My mother clatters the soup ladle loudly. “The mosquitoes are feasting today. And ah, I need to mend these old tunics for your little sisters.”

Tai Kim takes the cue. “Ah Ma, we’ll help with the sewing tonight. Come, let’s get back to the fields.” The last comment she directs at me.

“Go, take Auntie with you. Some fresh air will clear her head.”

I offer Auntie my arm and she pushes my elbow away. “Foolish girl. I am not yet old.” And yet her back is crooked from decades of planting and she can only walk with a shuffle. “He is scared,” she says over her shoulder when we are a distance from the house, “of Lady White Snake.”  She looks at me as if she has called my name.

Tai Kim laughs. “Oh yes, the snakes. Perhaps Auntie’s stories last night have woven nightmares in our heads.”

“Lady White Snake’s story is boring.” The others turn to look at me, wary eyes that flicker in my direction until I realise the voice is my own. My hand rising to cover my mouth—or has it always been there?

“What makes that so?” Auntie asks. Her tone is lilting, a curious dandelion seed drifting in the breeze.

 “She lives for a man, she dies for a man. Takes for granted the sister at her side.”

“Sister?” Auntie says.

“The green snake. She is Lady White Snake’s strongest ally, her friend, the only one who truly loves her. Why, if I was to tell the story, they would not slink into the grass and be cut by the swords of men. They would push back those who hurt them. Fight.”

“Tell the story then. Tell it the way you want.” Auntie’s eyes bore into me, blacker than an inkstone. She is the only one who encourages me. Who approves of imagining other lives.

I paint the picture with my words, a light brush across the paper. Wet my lips like dipping into the ink, long flowing phrases deftly pressed into the parchment. An image emerges. A white cobra with black eyes. Still in the thick humidity but like a sprung trap she pounces, fangs and coils gripping those against her. And the green snake, a viper. The little sister who gets things done.

I tell my version as I walk heel-to-toe along the bank to the rice fields. And my audience—my sister and Auntie—prod at me again and again. The colour of her scarf? The pattern on her scales? The words in her last goodbye? I repeat it, alter it, stitching in the details they want as we pull the weeds from between the rice stalks, until my tongue is dry and lips cracked. And we shine, all of us with our feet ankle-deep in the water, squinting into the sky, pushing back our straw hats to dream.  We reweave the story until I swear I was there, that I am a noble lady and have lived in a grand residence too.

I turn and see Auntie decades on, in her old age: weak with a lingering lung infection, her head on a ceramic pillow and frail body encased in silk sheets. Ice-cold fingers run down my back and I cannot move, cannot breathe.

She reaches for me, as warm and solid as the calluses on my hands. “Where did you go?”

I shake my head, refusing to let the grief consume me. How can I mourn for someone who is at my side?

“You can go anywhere,” she adds. “Sit the imperial exams, become a yiao gui hunter, a warpoet, a martial hero. Do not let the past define you.”

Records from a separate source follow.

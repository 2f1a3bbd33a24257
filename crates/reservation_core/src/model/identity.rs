//! Identity record and login/signup validation.
//!
//! # Invariants
//! - `id` is a generated UUID string fixed for the lifetime of the record.
//! - `ProfileUpdate` cannot carry an `id`.

use serde::{Deserialize, Serialize};
use std::error::Error;
use std::fmt::{Display, Formatter};
use uuid::Uuid;

/// Display name used when an email has no local part.
pub const DEFAULT_DISPLAY_NAME: &str = "New User";

/// Currently authenticated user.
#[derive(Debug, Clone, PartialEq, Eq, Serialize, Deserialize)]
pub struct IdentityRecord {
    pub id: String,
    pub email: String,
    pub name: String,
    #[serde(default, skip_serializing_if = "Option::is_none")]
    pub phone: Option<String>,
    #[serde(default, skip_serializing_if = "Option::is_none")]
    pub timezone: Option<String>,
}

impl IdentityRecord {
    /// Creates a record with a freshly generated id.
    pub fn new(email: impl Into<String>, name: impl Into<String>) -> Self {
        Self {
            id: Uuid::new_v4().to_string(),
            email: email.into(),
            name: name.into(),
            phone: None,
            timezone: None,
        }
    }

    /// Applies a shallow field merge; `None` fields are left untouched.
    pub fn apply(&mut self, update: ProfileUpdate) {
        if let Some(email) = update.email {
            self.email = email;
        }
        if let Some(name) = update.name {
            self.name = name;
        }
        if let Some(phone) = update.phone {
            self.phone = Some(phone);
        }
        if let Some(timezone) = update.timezone {
            self.timezone = Some(timezone);
        }
    }
}

/// Partial profile edit.
#[derive(Debug, Clone, Default, PartialEq, Eq)]
pub struct ProfileUpdate {
    pub email: Option<String>,
    pub name: Option<String>,
    pub phone: Option<String>,
    pub timezone: Option<String>,
}

impl ProfileUpdate {
    pub fn is_empty(&self) -> bool {
        self.email.is_none()
            && self.name.is_none()
            && self.phone.is_none()
            && self.timezone.is_none()
    }
}

/// Derives a display name from the local part of an email address.
pub fn display_name_from_email(email: &str) -> String {
    let local = email.split('@').next().unwrap_or_default();
    if local.is_empty() {
        DEFAULT_DISPLAY_NAME.to_string()
    } else {
        local.to_string()
    }
}

/// Missing required login/signup input.
#[derive(Debug, Clone, Copy, PartialEq, Eq)]
pub enum ValidationError {
    /// `login` called with an empty email or password.
    MissingCredentials,
    /// `signup` called with an empty email, password or name.
    MissingSignupFields,
}

impl Display for ValidationError {
    fn fmt(&self, f: &mut Formatter<'_>) -> std::fmt::Result {
        match self {
            Self::MissingCredentials => write!(f, "email and password are required"),
            Self::MissingSignupFields => write!(f, "all fields are required"),
        }
    }
}

impl Error for ValidationError {}

#[cfg(test)]
mod tests {
    use super::{display_name_from_email, IdentityRecord, ProfileUpdate, DEFAULT_DISPLAY_NAME};

    #[test]
    fn display_name_uses_local_part() {
        assert_eq!(display_name_from_email("ada@example.com"), "ada");
        assert_eq!(display_name_from_email("no-at-sign"), "no-at-sign");
        assert_eq!(display_name_from_email("@example.com"), DEFAULT_DISPLAY_NAME);
    }

    #[test]
    fn apply_merges_only_given_fields() {
        let mut record = IdentityRecord::new("ada@example.com", "Ada");
        let id = record.id.clone();

        record.apply(ProfileUpdate {
            phone: Some("555-0100".to_string()),
            ..ProfileUpdate::default()
        });

        assert_eq!(record.id, id);
        assert_eq!(record.name, "Ada");
        assert_eq!(record.email, "ada@example.com");
        assert_eq!(record.phone.as_deref(), Some("555-0100"));
        assert_eq!(record.timezone, None);
    }

    #[test]
    fn optional_fields_are_omitted_from_json() {
        let record = IdentityRecord::new("ada@example.com", "Ada");
        let json = serde_json::to_value(&record).unwrap();
        assert!(json.get("phone").is_none());
        assert!(json.get("timezone").is_none());
        assert_eq!(json["email"], "ada@example.com");
    }
}
//! Connection bootstrap utilities for SQLite.
//!
//! # Responsibility
//! - Open file or in-memory SQLite connections.
//! - Configure pragmas needed when several processes share one file.
//! - Trigger schema migrations before returning a usable connection.
//!
//! # Invariants
//! - Returned connections have migrations fully applied.
//! - File connections run in WAL mode with a busy timeout, so a second
//!   context writing at the same time waits instead of failing.

use super::migrations::apply_migrations;
use super::DbResult;
use log::{error, info};
use rusqlite::Connection;
use std::path::Path;
use std::time::{Duration, Instant};

const BUSY_TIMEOUT: Duration = Duration::from_secs(5);

#[derive(Debug, Clone, Copy, PartialEq, Eq)]
enum OpenMode {
    File,
    Memory,
}

impl OpenMode {
    fn as_str(self) -> &'static str {
        match self {
            Self::File => "file",
            Self::Memory => "memory",
        }
    }
}

/// Opens a SQLite database file and applies all pending migrations.
///
/// # Side effects
/// - Creates the file when missing.
/// - Emits `db_open` logging events with duration and status.
pub fn open_db(path: impl AsRef<Path>) -> DbResult<Connection> {
    let path = path.as_ref();
    open_with(OpenMode::File, || Connection::open(path))
}

/// Opens an in-memory SQLite database and applies all pending migrations.
///
/// The database is private to the returned connection.
pub fn open_db_in_memory() -> DbResult<Connection> {
    open_with(OpenMode::Memory, Connection::open_in_memory)
}

fn open_with(
    mode: OpenMode,
    opener: impl FnOnce() -> rusqlite::Result<Connection>,
) -> DbResult<Connection> {
    let started_at = Instant::now();
    info!("event=db_open module=db status=start mode={}", mode.as_str());

    let mut conn = match opener() {
        Ok(conn) => conn,
        Err(err) => {
            error!(
                "event=db_open module=db status=error mode={} duration_ms={} error_code=db_open_failed error={}",
                mode.as_str(),
                started_at.elapsed().as_millis(),
                err
            );
            return Err(err.into());
        }
    };

    match bootstrap_connection(&mut conn, mode) {
        Ok(()) => {
            info!(
                "event=db_open module=db status=ok mode={} duration_ms={}",
                mode.as_str(),
                started_at.elapsed().as_millis()
            );
            Ok(conn)
        }
        Err(err) => {
            error!(
                "event=db_open module=db status=error mode={} duration_ms={} error_code=db_bootstrap_failed error={}",
                mode.as_str(),
                started_at.elapsed().as_millis(),
                err
            );
            Err(err)
        }
    }
}

fn bootstrap_connection(conn: &mut Connection, mode: OpenMode) -> DbResult<()> {
    conn.busy_timeout(BUSY_TIMEOUT)?;
    if mode == OpenMode::File {
        // journal_mode answers with the active mode, so it must be queried.
        let _journal_mode: String =
            conn.query_row("PRAGMA journal_mode = WAL;", [], |row| row.get(0))?;
    }
    apply_migrations(conn)?;
    Ok(())
}
//! SQLite migration registry and executor.
//!
//! # Responsibility
//! - Register medium schema migrations in strictly increasing order.
//! - Apply pending migrations atomically.
//!
//! # Invariants
//! - `version` values must remain monotonic.
//! - Applied migration version is mirrored to `PRAGMA user_version`.
//! - Migrations describe the storage table only; record payloads are opaque.

use crate::db::{DbError, DbResult};
use rusqlite::{Connection, TransactionBehavior};

#[derive(Debug, Clone, Copy)]
struct Migration {
    version: u32,
    sql: &'static str,
}

const MIGRATIONS: &[Migration] = &[Migration {
    version: 1,
    sql: include_str!("0001_records.sql"),
}];

/// Returns the latest migration version known by this binary.
pub fn latest_version() -> u32 {
    MIGRATIONS.last().map_or(0, |migration| migration.version)
}

/// Applies all pending migrations on the provided connection.
pub fn apply_migrations(conn: &mut Connection) -> DbResult<()> {
    let current_version = current_user_version(conn)?;
    let latest = latest_version();

    if current_version > latest {
        return Err(DbError::SchemaTooNew {
            found: current_version,
            supported: latest,
        });
    }

    if current_version == latest {
        return Ok(());
    }

    // Two contexts opening a fresh file race here; the scripts are
    // idempotent and the second waits for the write lock.
    let tx = conn.transaction_with_behavior(TransactionBehavior::Immediate)?;
    for migration in MIGRATIONS
        .iter()
        .filter(|migration| migration.version > current_version)
    {
        let script = format!(
            "{}\nPRAGMA user_version = {};",
            migration.sql, migration.version
        );
        tx.execute_batch(&script)
            .map_err(|source| DbError::MigrationFailed {
                version: migration.version,
                source,
            })?;
    }
    tx.commit()?;

    Ok(())
}

fn current_user_version(conn: &Connection) -> DbResult<u32> {
    let version = conn.query_row("PRAGMA user_version;", [], |row| row.get::<_, u32>(0))?;
    Ok(version)
}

Some believe women are too weak to be true poets. Their minds suitable only for delicate things: flowers and birds.  This is the time for water hemlock and condors. Take out your thorns and snap with your beak.

—The Bamboo Storyweaver, Address from under a Magnolia Tree


 In Autumn we use machetes, slicing through the stalks like snakes in the grass. Thresh the rice like joss sticks at the temple, overhead and down, the flapping wings of birds. There is an air of urgency in the village. People fixing window shutters and locks. Tools are sharpened, blades honed to a fine edge.

Even my younger sisters carry a wooden staff each, to defend against the invaders, they say. How long will the snakes keep our enemies at bay? they say. We needed an auntie, a grandmother figure with the authority to speak plainly where I cannot. But there is no such person in our household. I think them mad but they look at me like the problem is mine alone.

The air is yellow with dust and the smell of harvest. Tai Kim and I raid the fruit trees around our house, filling baskets with persimmons and crisp pears.

“The weaver maid and the cowherd were true lovers,” Tai Kim says. She bites into the orange flesh of a ripe persimmon, the juices running down her wrist and arm in rivulets. She sighs as if the taste is more profound than life itself. She used to be afraid. Scared of the dark, of slipping by the riverside, of spiders and snakes. These days she laughs at everything. She calls me a child, still playing with bamboo dragonflies and catching crickets like our little sisters. Says that I do not know what she knows about the world. She wears the two-year difference like it is a new snakeskin belt around her tunic, cinching in her waist before we walk outside. I am alone, wading in the river whilst she runs ahead.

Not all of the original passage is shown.